V. alginolyticus PepD is a 54kD metallopeptidase, which is activated by Zn2+ in its wild-type. The functional importance of metal ions - including Co2+, Cu2+, Ni2+, Mg2+, Mn2+

and Cd2+ - may be indicated by the different levels of restored activity and the apparent value shift to kcat in enzyme kinetics of the reconstituted metal PepD protein. Possible roles for both metal ions in PepD that contains co-catalytic active sites include: (i) binding and positioning substrate; (ii) binding and activating a water molecule to yield an active site hydroxide nucleophile; and (iii) stabilizing the transition state of a hydrolytic reaction. The Lewis acidity of the metal ions is the key factor in metal-centered hydrolysis, in which the pKa of the coordinated water is significantly lowered to assist its nucleophilic attack on the scissile bond at a neutral pH. Consistent with this hypothesis, both Mg2+ and Mn2+ ions bind to the active site of APPro in a very similar resule, which Mn2+ activates APPro and Mg2+ does not [49]. Mg2+ has a higher charge density and is a harder Lewis acid than any other metal ion that is widely available in biological systems. This property makes Mg2+ the perfect metal ion for binding to the hard oxygen anions of the negatively-charged phosphodiester backbone of nucleic acids. As a result, Mg2+ is a good key factor for nucleases and other phosphohydrolases, but not for peptidase. Zn2+, Mn2+ and Co2+ have a lower charge density than Mg2+, and are stronger Lewis acids, based upon their respective ionization potentials.

Perhaps that is the reason for nature’s apparent choice of Zn2+, Mn2+ or Co2+ at the catalytically-active site for most peptidases.

In conclusion, V. alginolyticus PepD is an aminoacylhistidine dipeptidase that can hydrolyze Xaa-His dipeptides, including an unusual dipeptide - carnosine (β-Ala-L-His). To confirm this, further investigations are warranted into the putative importance of functional residues that almost exhibit a decrease or lose of enzymatic activity.
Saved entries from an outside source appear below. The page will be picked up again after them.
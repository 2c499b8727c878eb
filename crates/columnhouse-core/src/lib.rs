pub mod block;
pub mod cursor;
pub mod error;
pub mod format;
pub mod key;
pub mod row;
pub mod schema;
pub mod types;
pub mod varint;

pub use block::{BlockRow, ColumnBlock, RowBlock};
pub use error::{Error, Result};
pub use format::{Compression, Encoding};
pub use row::{OwnedRow, Row};
pub use schema::{ColumnSchema, Schema};
pub use types::{Datum, Decimal12, Field, FieldType};
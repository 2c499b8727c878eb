//! Footer summary printed by `segctl inspect`

use serde::Serialize;

use columnhouse_core::{Compression, Encoding, FieldType, Result};
use columnhouse_storage::{ColumnMeta, SegmentReader, ZoneMap};

#[derive(Debug, Serialize)]
pub struct SegmentReport {
    pub file_size: u64,
    pub version: u8,
    pub num_rows: u64,
    pub columns: Vec<ColumnReport>,
    pub short_key_index: Option<ShortKeyReport>,
}

#[derive(Debug, Serialize)]
pub struct ColumnReport {
    pub column_id: u32,
    pub unique_id: u32,
    pub field_type: FieldType,
    pub length: u32,
    pub nullable: bool,
    pub encoding: Encoding,
    pub compression: Compression,
    pub num_pages: usize,
    pub data_bytes: u64,
    pub zone_map: Option<ZoneMapReport>,
}

#[derive(Debug, Serialize)]
pub struct ZoneMapReport {
    pub min: Option<String>,
    pub max: Option<String>,
    pub has_null: bool,
    pub has_not_null: bool,
}

#[derive(Debug, Serialize)]
pub struct ShortKeyReport {
    pub segment_id: u32,
    pub num_rows_per_block: u32,
    pub num_items: usize,
    pub bytes: u32,
}

impl SegmentReport {
    pub fn build(reader: &SegmentReader) -> Result<Self> {
        let footer = reader.footer();
        let short_key_index = match (reader.short_key_index()?, footer.short_key_index_pointer) {
            (Some(index), Some(pointer)) => Some(ShortKeyReport {
                segment_id: index.segment_id(),
                num_rows_per_block: index.num_rows_per_block(),
                num_items: index.num_items(),
                bytes: pointer.size,
            }),
            _ => None,
        };

        Ok(Self {
            file_size: reader.file_size(),
            version: footer.version,
            num_rows: footer.num_rows,
            columns: footer.columns.iter().map(ColumnReport::from_meta).collect(),
            short_key_index,
        })
    }

    pub fn print_text(&self) {
        println!("file size:   {} bytes", self.file_size);
        println!("version:     {}", self.version);
        println!("rows:        {}", self.num_rows);
        match &self.short_key_index {
            Some(index) => println!(
                "short keys:  {} entries, every {} rows ({} bytes)",
                index.num_items, index.num_rows_per_block, index.bytes
            ),
            None => println!("short keys:  none"),
        }
        println!();
        println!(
            "{:>4} {:>6} {:<10} {:<11} {:<6} {:>6} {:>10}  zone map",
            "col", "uid", "type", "encoding", "codec", "pages", "bytes"
        );
        for column in &self.columns {
            let zone_map = column
                .zone_map
                .as_ref()
                .map_or_else(|| "-".to_string(), ZoneMapReport::describe);
            println!(
                "{:>4} {:>6} {:<10} {:<11} {:<6} {:>6} {:>10}  {}",
                column.column_id,
                column.unique_id,
                column.field_type.to_string(),
                column.encoding.to_string(),
                column.compression.to_string(),
                column.num_pages,
                column.data_bytes,
                zone_map
            );
        }
    }
}

impl ColumnReport {
    fn from_meta(meta: &ColumnMeta) -> Self {
        Self {
            column_id: meta.column_id,
            unique_id: meta.unique_id,
            field_type: meta.field_type,
            length: meta.length,
            nullable: meta.is_nullable,
            encoding: meta.encoding,
            compression: meta.compression,
            num_pages: meta.data_page_pointers.len(),
            data_bytes: meta.data_page_pointers.iter().map(|p| p.size as u64).sum(),
            zone_map: meta.segment_zone_map.as_ref().map(ZoneMapReport::from_zone_map),
        }
    }
}

impl ZoneMapReport {
    fn from_zone_map(zone_map: &ZoneMap) -> Self {
        Self {
            min: zone_map.min().map(ToString::to_string),
            max: zone_map.max().map(ToString::to_string),
            has_null: zone_map.has_null(),
            has_not_null: zone_map.has_not_null(),
        }
    }

    fn describe(&self) -> String {
        let range = match (&self.min, &self.max) {
            (Some(min), Some(max)) => format!("[{}, {}]", min, max),
            _ => "empty".to_string(),
        };
        if self.has_null {
            format!("{} +null", range)
        } else {
            range
        }
    }
}
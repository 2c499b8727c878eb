//! Segment Schema
//!
//! A [`Schema`] is the ordered list of columns a segment stores. Key columns come
//! first; the leading `num_short_key_columns` of them feed the short-key index.
//!
//! Schemas deserialize through the same validation as [`Schema::new`], so a JSON
//! schema with a key column after a value column is rejected at load time.
//!
//! ```ignore
//! let schema = Schema::new(
//!     vec![
//!         ColumnSchema::new(1, "id", FieldType::BigInt).key().not_null(),
//!         ColumnSchema::new(2, "name", FieldType::Varchar).with_length(64),
//!     ],
//!     1,
//! )?;
//! ```

use std::collections::HashSet;

use serde::{Deserialize, Serialize};

use crate::error::{Error, Result};
use crate::types::{Field, FieldType};

/// Default prefix length of CHAR/VARCHAR values in the short-key index
pub const DEFAULT_INDEX_LENGTH: u32 = 20;

fn default_index_length() -> u32 {
    DEFAULT_INDEX_LENGTH
}

fn default_nullable() -> bool {
    true
}

/// One column of a segment schema
#[derive(Debug, Clone, PartialEq, Eq, Serialize, Deserialize)]
pub struct ColumnSchema {
    /// Stable id that survives column renames
    pub unique_id: u32,

    pub name: String,

    pub field_type: FieldType,

    /// Maximum byte length for CHAR/VARCHAR (0 = unbounded)
    #[serde(default)]
    pub length: u32,

    /// Bytes of a CHAR/VARCHAR value kept in the short-key index
    #[serde(default = "default_index_length")]
    pub index_length: u32,

    #[serde(default)]
    pub is_key: bool,

    #[serde(default = "default_nullable")]
    pub is_nullable: bool,
}

impl ColumnSchema {
    pub fn new(unique_id: u32, name: impl Into<String>, field_type: FieldType) -> Self {
        Self {
            unique_id,
            name: name.into(),
            field_type,
            length: 0,
            index_length: DEFAULT_INDEX_LENGTH,
            is_key: false,
            is_nullable: true,
        }
    }

    pub fn key(mut self) -> Self {
        self.is_key = true;
        self
    }

    pub fn not_null(mut self) -> Self {
        self.is_nullable = false;
        self
    }

    pub fn with_length(mut self, length: u32) -> Self {
        self.length = length;
        self
    }

    pub fn with_index_length(mut self, index_length: u32) -> Self {
        self.index_length = index_length;
        self
    }

    pub fn field(&self) -> Field {
        Field::new(self.field_type, self.length)
    }
}

#[derive(Deserialize)]
struct RawSchema {
    columns: Vec<ColumnSchema>,
    #[serde(default)]
    num_short_key_columns: usize,
}

/// Ordered column list of a segment
#[derive(Debug, Clone, PartialEq, Eq, Serialize, Deserialize)]
#[serde(try_from = "RawSchema")]
pub struct Schema {
    columns: Vec<ColumnSchema>,
    num_short_key_columns: usize,
}

impl TryFrom<RawSchema> for Schema {
    type Error = Error;

    fn try_from(raw: RawSchema) -> Result<Self> {
        Schema::new(raw.columns, raw.num_short_key_columns)
    }
}

impl Schema {
    pub fn new(columns: Vec<ColumnSchema>, num_short_key_columns: usize) -> Result<Self> {
        if columns.is_empty() {
            return Err(Error::InvalidArgument("schema has no columns".to_string()));
        }

        let mut ids = HashSet::new();
        for column in &columns {
            if !ids.insert(column.unique_id) {
                return Err(Error::InvalidArgument(format!(
                    "duplicate column unique id {}",
                    column.unique_id
                )));
            }
        }

        let num_key_columns = columns.iter().take_while(|c| c.is_key).count();
        if columns[num_key_columns..].iter().any(|c| c.is_key) {
            return Err(Error::InvalidArgument(
                "key columns must precede value columns".to_string(),
            ));
        }
        if num_short_key_columns > num_key_columns {
            return Err(Error::InvalidArgument(format!(
                "{} short key columns requested but schema has {} key columns",
                num_short_key_columns, num_key_columns
            )));
        }

        Ok(Self {
            columns,
            num_short_key_columns,
        })
    }

    pub fn columns(&self) -> &[ColumnSchema] {
        &self.columns
    }

    pub fn column(&self, index: usize) -> Option<&ColumnSchema> {
        self.columns.get(index)
    }

    pub fn num_columns(&self) -> usize {
        self.columns.len()
    }

    pub fn num_key_columns(&self) -> usize {
        self.columns.iter().filter(|c| c.is_key).count()
    }

    pub fn num_short_key_columns(&self) -> usize {
        self.num_short_key_columns
    }
}
//! Error Types for columnhouse
//!
//! This module defines all error types that can occur while writing or reading
//! segment files.
//!
//! ## Error Categories
//!
//! ### I/O Errors
//! - `Io`: open/read/write failures from the file abstraction, propagated verbatim
//!
//! ### Data Integrity Errors (non-retryable)
//! - `InvalidMagic`: Segment file doesn't end with the expected magic bytes ("D0R1")
//! - `ChecksumMismatch`: CRC32C of the footer or of a page doesn't match
//! - `Corruption`: Malformed bytes, truncated sections, pointers outside the file
//! - `Decompression`: A compressed page could not be decompressed
//!
//! ### Writer Errors
//! - `Serialization`: The footer could not be serialized; the trailer is never written
//! - `InvalidState`: Writer used before `init()` or after `finalize()`
//!
//! ### Caller Errors
//! - `InvalidArgument`: Type mismatch, null in a non-nullable column, seek out of range
//! - `Unsupported`: Encoding not valid for a field type
//!
//! ## Usage
//! All functions in columnhouse return `Result<T>` which is aliased to `Result<T, Error>`.
//!
//! ```ignore
//! use columnhouse_core::{Error, Result};
//!
//! fn check_magic(trailer: &[u8]) -> Result<()> {
//!     if &trailer[8..12] != b"D0R1" {
//!         return Err(Error::InvalidMagic);
//!     }
//!     Ok(())
//! }
//! ```

use thiserror::Error;

#[derive(Debug, Error)]
pub enum Error {
    #[error("IO error: {0}")]
    Io(#[from] std::io::Error),

    #[error("Invalid magic bytes")]
    InvalidMagic,

    #[error("Checksum mismatch: stored {stored:#010x}, computed {computed:#010x}")]
    ChecksumMismatch { stored: u32, computed: u32 },

    #[error("Corruption: {0}")]
    Corruption(String),

    #[error("Decompression error: {0}")]
    Decompression(String),

    #[error("Serialization error: {0}")]
    Serialization(String),

    #[error("Invalid state: {0}")]
    InvalidState(String),

    #[error("Invalid argument: {0}")]
    InvalidArgument(String),

    #[error("Unsupported feature: {0}")]
    Unsupported(String),
}

impl Error {
    /// True for errors that mean the bytes on disk cannot be trusted.
    pub fn is_corruption(&self) -> bool {
        matches!(
            self,
            Error::InvalidMagic
                | Error::ChecksumMismatch { .. }
                | Error::Corruption(_)
                | Error::Decompression(_)
        )
    }

    pub fn corruption(msg: impl Into<String>) -> Self {
        Error::Corruption(msg.into())
    }
}

pub type Result<T> = std::result::Result<T, Error>;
Our results reveal that these residues are involved in both substrate and metal binding, and that this dramatically affects enzymatic activity. The addition of metal ions led to the alteration in the specific activity of recombinant PepD and the activity is increased by metal ions that complex with PepD , like Mn2+, Co2+, Ni2+ and Cd2+. The improvement of activity and stability by modification of metal species would be promising from an aspect of the practical application of the enzyme.